Publication year - 1984
Publication title -
febs letters
Language(s) - English
Resource type - Journals
SCImago Journal Rank - 1.593
H-Index - 257
eISSN - 1873-3468
pISSN - 0014-5793
DOI - 10.1016/0014-5793(84)80249-5
Subject(s) - methanol dehydrogenase , nad+ kinase , methanol , alcohol dehydrogenase , dehydrogenase , chemistry , biochemistry , branched chain alpha keto acid dehydrogenase complex , formaldehyde dehydrogenase , glycerol 3 phosphate dehydrogenase , lactate dehydrogenase , enzyme , organic chemistry
Cell‐free extracts of methanol‐grown Nocardia sp. 239 only show significant dye‐linked methanol‐oxidizing activity when NAD + is added to the assay mixture.
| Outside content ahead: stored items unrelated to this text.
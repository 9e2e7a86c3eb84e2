// SPDX-License-Identifier: MPL-2.0
//! Contact form payload and the validation shared by form and endpoint.
//!
//! Check order is fixed: required fields, then email shape, then message
//! length. A payload with both a bad email and a short message therefore
//! reports the email.

use crate::error::ValidationError;
use regex::Regex;
use serde::{Deserialize, Serialize};
use std::sync::LazyLock;

/// Maximum UTF-16 code units kept per field after sanitizing.
///
/// Lengths are counted the way the browser counts them, so an emoji is two.
pub const MAX_FIELD_UNITS: usize = 1000;

/// Minimum message length, in UTF-16 code units, after trimming.
pub const MIN_MESSAGE_UNITS: usize = 10;

static EMAIL_PATTERN: LazyLock<Regex> =
    LazyLock::new(|| Regex::new(r"^[^\s@]+@[^\s@]+\.[^\s@]+$").expect("literal email pattern"));

/// Wire body of `POST /api/contact`.
#[derive(Debug, Clone, PartialEq, Eq, Default, Serialize, Deserialize)]
pub struct ContactPayload {
    pub name: String,
    pub email: String,
    pub subject: String,
    pub message: String,
}

impl ContactPayload {
    pub fn new(
        name: impl Into<String>,
        email: impl Into<String>,
        subject: impl Into<String>,
        message: impl Into<String>,
    ) -> Self {
        Self {
            name: name.into(),
            email: email.into(),
            subject: subject.into(),
            message: message.into(),
        }
    }

    /// Copy with surrounding whitespace removed from every field.
    #[must_use]
    pub fn trimmed(&self) -> Self {
        self.map_fields(|field| field.trim().to_string())
    }

    /// Copy with every field passed through [`sanitize_field`].
    #[must_use]
    pub fn sanitized(&self) -> Self {
        self.map_fields(sanitize_field)
    }

    /// Runs the required / email / length checks in that order.
    ///
    /// Fields are checked as given; callers trim or sanitize first.
    pub fn validate(&self) -> Result<(), ValidationError> {
        let fields = [&self.name, &self.email, &self.subject, &self.message];
        if fields.iter().any(|field| field.is_empty()) {
            return Err(ValidationError::MissingFields);
        }
        if !is_valid_email(&self.email) {
            return Err(ValidationError::InvalidEmail);
        }
        if utf16_len(&self.message) < MIN_MESSAGE_UNITS {
            return Err(ValidationError::MessageTooShort);
        }
        Ok(())
    }

    fn map_fields(&self, f: impl Fn(&str) -> String) -> Self {
        Self {
            name: f(&self.name),
            email: f(&self.email),
            subject: f(&self.subject),
            message: f(&self.message),
        }
    }
}

/// JSON body of every endpoint response.
#[derive(Debug, Clone, PartialEq, Eq, Serialize, Deserialize)]
pub struct ContactResponse {
    pub success: bool,
    pub message: String,
}

/// Trims, strips `<` and `>`, and truncates to [`MAX_FIELD_UNITS`].
///
/// A character that would straddle the limit is dropped rather than split.
#[must_use]
pub fn sanitize_field(input: &str) -> String {
    let mut units = 0;
    input
        .trim()
        .chars()
        .filter(|c| !matches!(c, '<' | '>'))
        .take_while(|c| {
            units += c.len_utf16();
            units <= MAX_FIELD_UNITS
        })
        .collect()
}

fn utf16_len(text: &str) -> usize {
    text.encode_utf16().count()
}

/// `local@domain.tld` with no whitespace and a single `@`.
#[must_use]
pub fn is_valid_email(email: &str) -> bool {
    EMAIL_PATTERN.is_match(email)
}

#[cfg(test)]
mod tests {
    use super::*;

    #[test]
    fn sanitize_strips_angle_brackets_and_trims() {
        assert_eq!(sanitize_field("  <b>hi</b>  "), "bhi/b");
    }

    #[test]
    fn sanitize_truncates_long_input() {
        let long = "x".repeat(MAX_FIELD_UNITS + 50);
        assert_eq!(sanitize_field(&long).chars().count(), MAX_FIELD_UNITS);
    }

    #[test]
    fn sanitize_counts_characters_not_bytes() {
        let long = "é".repeat(MAX_FIELD_UNITS + 1);
        let out = sanitize_field(&long);
        assert_eq!(out.chars().count(), MAX_FIELD_UNITS);
    }

    #[test]
    fn sanitize_counts_astral_characters_twice() {
        let long = "😀".repeat(600);
        let out = sanitize_field(&long);
        assert_eq!(out.chars().count(), 500);
        assert_eq!(utf16_len(&out), MAX_FIELD_UNITS);

        // An odd budget left over is not filled with half an emoji.
        let out = sanitize_field(&format!("x{long}"));
        assert_eq!(utf16_len(&out), MAX_FIELD_UNITS - 1);
        assert!(out.ends_with('😀'));
    }

    #[test]
    fn message_length_uses_utf16_units() {
        let five_emoji = ContactPayload::new("Ada", "ada@example.com", "Hi", "😀".repeat(5));
        assert_eq!(five_emoji.validate(), Ok(()));

        let nine = ContactPayload::new("Ada", "ada@example.com", "Hi", "é".repeat(9));
        assert_eq!(nine.validate(), Err(ValidationError::MessageTooShort));
    }

    #[test]
    fn email_shapes() {
        assert!(is_valid_email("a@b.com"));
        assert!(is_valid_email("first.last@sub.domain.org"));
        assert!(!is_valid_email("bad"));
        assert!(!is_valid_email("a@b"));
        assert!(!is_valid_email("a b@c.com"));
        assert!(!is_valid_email("a@@b.com"));
    }

    #[test]
    fn email_is_checked_before_message_length() {
        let payload = ContactPayload::new("A", "bad", "S", "short");
        assert_eq!(payload.validate(), Err(ValidationError::InvalidEmail));
    }

    #[test]
    fn ten_character_message_is_accepted() {
        let payload = ContactPayload::new("A", "a@b.com", "S", "1234567890");
        assert_eq!(payload.validate(), Ok(()));
    }

    #[test]
    fn nine_character_message_is_rejected() {
        let payload = ContactPayload::new("A", "a@b.com", "S", "123456789");
        assert_eq!(payload.validate(), Err(ValidationError::MessageTooShort));
    }

    #[test]
    fn blank_field_counts_as_missing_after_trim() {
        let payload = ContactPayload::new("   ", "a@b.com", "S", "1234567890");
        assert_eq!(
            payload.trimmed().validate(),
            Err(ValidationError::MissingFields)
        );
    }

    #[test]
    fn sanitized_message_length_is_measured_after_stripping() {
        let payload = ContactPayload::new("A", "a@b.com", "S", "<<<<1234567>>>");
        assert_eq!(
            payload.sanitized().validate(),
            Err(ValidationError::MessageTooShort)
        );
    }
}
This activity resides in a multienzyme complex which could be resolved into 3 components, namely the methanol dehydrogenase, NAD‐dependent aldehyde dehydrogenase and NADH dehydrogenase. In its dissociated form, the methanol dehydrogenase no longer shows dye reduction and although rises in the absorbance values around 340 nm are seen on addition of methanol plus NAD + to the enzyme, this is not due to NADH production. However, dye reduction (NAD dependent) could be restored on incubating methanol dehydrogenase with the corresponding NADH dehydrogenase, obtained from the enzyme complex. It is concluded that this novel methanol dehydrogenase transfers the reducing equivalents, derived from methanol, directly to its associated NADH dehydrogenase via a mechanism in which NAD + and PQQ are involved.